Zhou Shufeng, assistant professor in the department of pharmacy at the National University of Singapore, discussed herb-drug interactions. He said that there are 11,145 species of herbal plants worldwide and 534 species of plants are used in traditional Chinese medicine. Around 30 per cent of Caucasians and 80 per cent of Chinese people use herbs. In many cases they are combined with prescribed drugs, either intentionally or unintentionally. Herb-drug interactions are difficult to characterise, resolve and predict, he said. The situation is made worse because 70 per cent of users do not reveal that they are using herbs to their doctors or pharmacists in Western countries. Dr Shufeng gave examples of interactions between a number of Chinese herbs and orthodox drugs (eg, danggui and danshen both interact with warfarin). Western herbal medicines include St John’s wort (interacts with anticoagulants, opiates, oral contraceptives), garlic (interacts with warfarin and chlorpropamide), ginkgo (interacts with trazodone, warfarin and digoxin) and ginseng (interacts with alcohol).

It is important that labeling of herbal medicines specifies the dose and route of administration and gives details of the manufacturer. A statement such as “It is not advisable to take this preparation with …” would also help minimise herb-drug interactions, Dr Shufeng concluded.

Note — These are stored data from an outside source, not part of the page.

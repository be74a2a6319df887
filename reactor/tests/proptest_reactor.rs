//! Property-based tests for the register codec, pricing and plan assembly.

use gluon_reactor::{
    boxes::RegisterValue,
    pricing,
    registers::{
        decode_long_array, decode_long_pair, decode_number, encode_long_array, encode_long_pair,
        encode_number, encode_tree, Constant,
    },
    Asset, ErgoTree, OracleBox, ProtocolConfig, RawBox, RegisterId, ReserveBox, TokenIds,
    TransactionBuilder,
};
use proptest::prelude::*;
use std::collections::BTreeMap;

const TOTAL: u64 = 1_000_000_000_000_000;
const MAX_LONG: u64 = i64::MAX as u64;

fn config() -> ProtocolConfig {
    ProtocolConfig {
        oracle_fee_tree: ErgoTree::from_hex("100104").unwrap(),
        tokens: TokenIds {
            reserve_nft: "aa".repeat(32),
            stable: "bb".repeat(32),
            volatile: "cc".repeat(32),
            oracle_pool_nft: "dd".repeat(32),
            oracle_buyback_nft: "ee".repeat(32),
        },
        ..Default::default()
    }
}

fn reserve(config: &ProtocolConfig, circ_stable: u64, circ_volatile: u64) -> ReserveBox {
    let registers: BTreeMap<_, _> = [
        (RegisterId::R4, encode_long_pair(TOTAL, TOTAL).unwrap()),
        (RegisterId::R5, encode_tree(&ErgoTree::from_hex("0008cd").unwrap()).unwrap()),
        (RegisterId::R6, encode_long_pair(0, 1_000_000_000_000).unwrap()),
        (RegisterId::R7, encode_long_array(&[0; 14]).unwrap()),
        (RegisterId::R8, encode_long_array(&[0; 14]).unwrap()),
        (RegisterId::R9, encode_number(1_440).unwrap()),
    ]
    .into_iter()
    .map(|(id, wire)| (id, RegisterValue::Serialized(wire)))
    .collect();
    let raw = RawBox {
        box_id: "01".repeat(32),
        transaction_id: "02".repeat(32),
        index: 0,
        value: 100_001_000_000,
        ergo_tree: ErgoTree::from_hex("19a205").unwrap(),
        creation_height: 1_500,
        assets: vec![
            Asset::new(config.tokens.reserve_nft.clone(), 1),
            Asset::new(config.tokens.stable.clone(), TOTAL - circ_stable),
            Asset::new(config.tokens.volatile.clone(), TOTAL - circ_volatile),
        ],
        additional_registers: registers,
    };
    ReserveBox::from_raw(raw, config).unwrap()
}

fn oracle(price_per_gram: u64) -> OracleBox {
    let mut registers = BTreeMap::new();
    registers.insert(
        RegisterId::R4,
        RegisterValue::Serialized(encode_number(price_per_gram * 1000).unwrap()),
    );
    OracleBox::from_raw(RawBox {
        box_id: "03".repeat(32),
        transaction_id: String::new(),
        index: 0,
        value: 1_000_000,
        ergo_tree: ErgoTree::from_hex("1002").unwrap(),
        creation_height: 1_400,
        assets: vec![],
        additional_registers: registers,
    })
    .unwrap()
}

fn user_box(value: u64, assets: Vec<Asset>) -> RawBox {
    RawBox {
        box_id: "05".repeat(32),
        transaction_id: "06".repeat(32),
        index: 0,
        value,
        ergo_tree: ErgoTree::from_hex("0008cd02").unwrap(),
        creation_height: 1_510,
        assets,
        additional_registers: BTreeMap::new(),
    }
}

// ============================================================================
// Register Codec
// ============================================================================

proptest! {
    /// Any long array within the signed range survives encode then decode.
    #[test]
    fn prop_long_array_roundtrip(values in prop::collection::vec(0..=MAX_LONG, 0..32)) {
        let wire = encode_long_array(&values).unwrap();
        prop_assert_eq!(decode_long_array(&wire).unwrap(), values);
    }

    #[test]
    fn prop_long_pair_roundtrip(a in 0..=MAX_LONG, b in 0..=MAX_LONG) {
        let wire = encode_long_pair(a, b).unwrap();
        prop_assert_eq!(decode_long_pair(&wire).unwrap(), (a, b));
    }

    #[test]
    fn prop_number_roundtrip(n in 0..=MAX_LONG) {
        let wire = encode_number(n).unwrap();
        prop_assert_eq!(decode_number(&wire).unwrap(), n);
        prop_assert_eq!(Constant::decode(&wire).unwrap(), Constant::Long(n as i64));
    }

    /// Values beyond the signed 64-bit range are refused rather than wrapped.
    #[test]
    fn prop_out_of_range_rejected(n in (MAX_LONG + 1)..=u64::MAX) {
        prop_assert!(encode_number(n).is_err());
        prop_assert!(encode_long_array(&[0, n]).is_err());
    }
}

// ============================================================================
// Pricing
// ============================================================================

proptest! {
    /// The fusion ratio never leaves [0, 0.66].
    #[test]
    fn prop_fusion_ratio_bounded(
        circ_stable in 1..=TOTAL,
        price_per_gram in 1..=1_000_000_000_000u64,
    ) {
        let config = config();
        let reserve = reserve(&config, circ_stable, 20_000_000_000);
        let fr = pricing::fusion_ratio(&reserve, &oracle(price_per_gram)).unwrap();
        prop_assert!(fr <= pricing::FUSION_RATIO_CEILING);
    }

    /// Pricing has no hidden state.
    #[test]
    fn prop_snapshot_deterministic(
        circ_stable in 1_000_000..=100_000_000_000u64,
        circ_volatile in 1_000_000..=100_000_000_000u64,
        price_per_gram in 1_000..=10_000_000_000u64,
    ) {
        let config = config();
        let reserve = reserve(&config, circ_stable, circ_volatile);
        let oracle = oracle(price_per_gram);
        prop_assert_eq!(
            pricing::snapshot(&reserve, &oracle).unwrap(),
            pricing::snapshot(&reserve, &oracle).unwrap()
        );
    }
}

// ============================================================================
// Conservation
// ============================================================================

proptest! {
    #[test]
    fn prop_fission_conserves_value(erg_amount in 1_000..=50_000_000_000u64) {
        let config = config();
        let reserve = reserve(&config, 50_000_000_000, 20_000_000_000);
        let plan = TransactionBuilder::new(&config)
            .fission(&reserve, &oracle(1_000_000_000), &[user_box(100_000_000_000, vec![])], erg_amount)
            .unwrap();
        prop_assert_eq!(
            plan.input_value().unwrap(),
            plan.output_value().unwrap() + plan.miner_fee
        );
        prop_assert!(plan.check_balanced().is_ok());
    }

    #[test]
    fn prop_fusion_conserves_value(erg_amount in 1_000..=50_000_000_000u64) {
        let config = config();
        let reserve = reserve(&config, 50_000_000_000, 20_000_000_000);
        let user = user_box(
            10_000_000_000,
            vec![
                Asset::new(config.tokens.stable.clone(), 1_000_000_000_000),
                Asset::new(config.tokens.volatile.clone(), 1_000_000_000_000),
            ],
        );
        let plan = TransactionBuilder::new(&config)
            .fusion(&reserve, &oracle(1_000_000_000), &[user], erg_amount)
            .unwrap();
        prop_assert_eq!(
            plan.input_value().unwrap(),
            plan.output_value().unwrap() + plan.miner_fee
        );
        prop_assert!(plan.check_balanced().is_ok());
    }
}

Views and problems reported by practitioners

A number of practitioners of the various types of herbal medicines outlined the problems they had been experiencing.

Alex Dodoo, of the National Centre for Pharmacovigilance at the University of Ghana Medical School in Accra, reported many difficulties in collecting information on potential adverse drug reactions resulting from herbal medicines in his country. There, medicines are inadequately labelled and many practitioners are poorly trained. In a survey of 12 healers, 90 per cent of the respondents had safety concerns about allopathic medicines and 75 per cent said herbal medicines had no side effects.

Ally Broughton, of the National Institute of Medical Herbalists, reported that a modified yellow card scheme had been implemented by the NIMH in 1994 as part of a formal pharmacovigilance reporting system for herbal medicines prescribed by herbal practitioners. A total of 42 yellow card reports have been submitted since the initiation of the scheme, he said.

Judith Harris, senior lecturer in complementary medicine at Thames Valley University, described ARIA, the Adverse Events in Aromatherapy Reporting System. She explained that 74 members of the International Federation of Professional Aromatherapists (IFPA) volunteered to monitor their practice for nine months. During this time they recorded the number of treatments delivered and filled in an ARIA form for any skin reactions that either they or their clients observed. A total of 4,229 treatments were reported, with one minor skin reaction filed. The system is being rolled out to all members of IFPA, she said.

Tony Booker, president of the Register of Chinese Herbal Medicine, outlined a yellow card scheme operated by his colleagues. The RCHM was set up in 1987 to regulate the practice of Chinese herbal medicine in the UK. It now has over 500 qualified members. To date only 3 per cent of practitioners have completed a card, he said, adding that the monitoring of liver enzymes could provide a method of identifying adverse reactions.

Joanne Barnes, formerly of the University of London School of Pharmacy and currently associate professor in herbal medicine at the school of pharmacy, University of Auckland , New Zealand, presented a paper investigating the use of herbal medicines by consumers and the reporting of ADRs. She said that large numbers of medicines are purchased by consumers from a variety of outlets and are usually chosen on the basis of non-professional advice. Dr Barnes identified a possible user bias against reporting herbal ADRs. However, she had previously shown that 90 (11 per cent) of the pharmacists in a sample had provided 107 reports of suspected ADRs associated with herbal and Chinese medicines within the 12 months preceding the study.